I saw a headline yesterday "Lack of gritter drivers will turn roads into icy death traps this winter." Yes, one more thing to feel depressed about. Presumably the gritter drivers have been lured away to drive lorries.
Everything is just about as lousy as expected. Shortages in the shops are predicted to get worse towards Christmas. Fuel bills rocketing up. Fruit and vegetables rotted in the fields with no-one to pick them. The price of food rising rapidly. The NHS struggling to cope and sliding into privatisation. The government refusing to accept that migrants earning less than £26,500 might have anything to offer. (Although the Migration Advisory Committee had said that at least 20 professions, including butchers, should be exempt.) The rich getting richer and the poor getting poorer.

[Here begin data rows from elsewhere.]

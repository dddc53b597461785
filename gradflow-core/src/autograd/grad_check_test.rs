// gradflow-core/src/autograd/grad_check_test.rs

use super::*;

#[test]
fn test_check_grad_passes_for_product() {
    let a = Tensor::new(vec![1.0, -2.0, 3.0], vec![3]).unwrap();
    let b = Tensor::new(vec![0.5, 4.0, -1.5], vec![3]).unwrap();
    a.requires_grad_(true);
    b.requires_grad_(true);
    let output_grad = Tensor::new(vec![1.0, 1.0, 1.0], vec![3]).unwrap();

    let result = check_grad(
        |inputs| inputs[0].mul(&inputs[1]),
        &[a, b],
        &output_grad,
        1e-6,
        1e-5,
    );
    assert_eq!(result, Ok(()));
}

#[test]
fn test_check_grad_detects_wrong_derivative() {
    use crate::ops::math_elem::ElementwiseFn;

    // Deliberately wrong derivative for x^2.
    let square = ElementwiseFn::new("bad_square", |x| x * x, |x| x);
    let a = Tensor::new(vec![1.0, 2.0], vec![2]).unwrap();
    a.requires_grad_(true);
    let output_grad = Tensor::new(vec![1.0, 1.0], vec![2]).unwrap();

    let err = check_grad(|inputs| Ok(inputs[0].map(&square)), &[a], &output_grad, 1e-6, 1e-4)
        .unwrap_err();
    assert!(matches!(
        err,
        GradCheckError::GradientMismatch { input_index: 0, element_index: 0, .. }
    ));
}

#[test]
fn test_check_grad_rejects_non_leaf() {
    let x = Tensor::scalar(2.0, true);
    let y = x.mul(&x).unwrap();
    let err = check_grad(|inputs| Ok(inputs[0].clone()), &[y], &Tensor::scalar(1.0, false), 1e-6, 1e-5)
        .unwrap_err();
    assert_eq!(err, GradCheckError::InputNotLeaf { input_index: 0 });
}
// src/ops/arithmetic/sub.rs

use crate::autograd::op::OpKind;
use crate::error::GradFlowError;
use crate::ops::apply_binary_op;
use crate::ops::arithmetic::neg_op;
use crate::ops::view::sum_to_op;
use crate::tensor::Tensor;

// --- Forward Operation ---

/// Element-wise subtraction `a - b` with broadcasting.
pub fn sub_op(a: &Tensor, b: &Tensor) -> Result<Tensor, GradFlowError> {
    apply_binary_op(a, b, OpKind::Sub, |x, y| x - y)
}

// --- Backward Operation ---

pub(crate) fn sub_backward(
    grad_output: &Tensor,
    inputs: &[Tensor],
) -> Result<Vec<Option<Tensor>>, GradFlowError> {
    let (a, b) = (&inputs[0], &inputs[1]);
    let grad_a = if a.requires_grad() {
        Some(sum_to_op(grad_output, &a.shape())?)
    } else {
        None
    };
    let grad_b = if b.requires_grad() {
        Some(sum_to_op(&neg_op(grad_output), &b.shape())?)
    } else {
        None
    };
    Ok(vec![grad_a, grad_b])
}
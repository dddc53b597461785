//! Shape-changing operations.
//!
//! Values are always materialized contiguously; there are no strided views.

pub mod expand;
pub mod reshape;
pub mod sum_to;

pub use expand::broadcast_to_op;
pub use reshape::reshape_op;
pub use sum_to::sum_to_op;
// src/ops/math_elem/unary.rs

use crate::autograd::op::OpKind;
use crate::error::GradFlowError;
use crate::ops::arithmetic::{add_op, div_op, mul_op, neg_op, sub_op};
use crate::ops::math_elem::UnaryOp;
use crate::ops::{apply_unary_op, scalar_const};
use crate::tensor::Tensor;

// --- Forward Operation ---

/// Applies the built-in element-wise function `op`.
pub fn unary_op(a: &Tensor, op: UnaryOp) -> Tensor {
    apply_unary_op(a, OpKind::Unary(op), |x| op.apply(x))
}

// --- Backward Operation ---

pub(crate) fn unary_backward(
    op: UnaryOp,
    grad_output: &Tensor,
    inputs: &[Tensor],
) -> Result<Vec<Option<Tensor>>, GradFlowError> {
    let x = &inputs[0];
    if !x.requires_grad() {
        return Ok(vec![None]);
    }
    let g = grad_output;
    let one = scalar_const(1.0);
    let grad = match op {
        // The kink at zero takes the right derivative.
        UnaryOp::Abs => {
            let sign = Tensor::constant(x.value().map(|v| if v < 0.0 { -1.0 } else { 1.0 }));
            mul_op(g, &sign)?
        }
        UnaryOp::Exp => mul_op(g, &unary_op(x, UnaryOp::Exp))?,
        UnaryOp::Log => div_op(g, x)?,
        UnaryOp::Sqrt => {
            let twice_root = mul_op(&unary_op(x, UnaryOp::Sqrt), &scalar_const(2.0))?;
            div_op(g, &twice_root)?
        }
        UnaryOp::Sin => mul_op(g, &unary_op(x, UnaryOp::Cos))?,
        UnaryOp::Cos => neg_op(&mul_op(g, &unary_op(x, UnaryOp::Sin))?),
        UnaryOp::Tan => {
            let cos = unary_op(x, UnaryOp::Cos);
            div_op(g, &mul_op(&cos, &cos)?)?
        }
        UnaryOp::Asin => div_op(g, &one_minus_square_root(x)?)?,
        UnaryOp::Acos => neg_op(&div_op(g, &one_minus_square_root(x)?)?),
        UnaryOp::Atan => div_op(g, &add_op(&one, &mul_op(x, x)?)?)?,
        UnaryOp::Sinh => mul_op(g, &unary_op(x, UnaryOp::Cosh))?,
        UnaryOp::Cosh => mul_op(g, &unary_op(x, UnaryOp::Sinh))?,
        UnaryOp::Tanh => {
            let t = unary_op(x, UnaryOp::Tanh);
            mul_op(g, &sub_op(&one, &mul_op(&t, &t)?)?)?
        }
        UnaryOp::Asinh => {
            let root = unary_op(&add_op(&mul_op(x, x)?, &one)?, UnaryOp::Sqrt);
            div_op(g, &root)?
        }
        UnaryOp::Acosh => {
            let root = unary_op(&sub_op(&mul_op(x, x)?, &one)?, UnaryOp::Sqrt);
            div_op(g, &root)?
        }
        UnaryOp::Atanh => div_op(g, &sub_op(&one, &mul_op(x, x)?)?)?,
    };
    Ok(vec![Some(grad)])
}

/// `sqrt(1 - x^2)`
fn one_minus_square_root(x: &Tensor) -> Result<Tensor, GradFlowError> {
    let inner = sub_op(&scalar_const(1.0), &mul_op(x, x)?)?;
    Ok(unary_op(&inner, UnaryOp::Sqrt))
}

#[cfg(test)]
#[path = "unary_test.rs"]
mod tests;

But what else did anyone expect, after Brexit and the election of a right wing Tory government? The young blame us for both disasters and think that anything that particularly affects the old is our own fault. I have tried to argue online that there are many oldies who voted against Brexit and the Tories, and that the so-called boomer generation wasn't always so reactionary. When we were young, we were maybe a more radical generation than today's youth. However, the young are unconvinced. They point at the graphs which show that the biggest age group to vote for Brexit and the Tories was the over-65s. It's not surprising that they blame Granny and Grandad for the mess we're in.
What I find bitterly funny is the claim, made by Leavers, that Remainers are gloating and rubbing their hands as "Project Fear" becomes real. None of us wanted to be proved right - if there are empty shelves and rising prices, we suffer too. Same applies to the Tory government. They're as callous and corrupt as I expected, but being able to say "I told you so" is very cold comfort.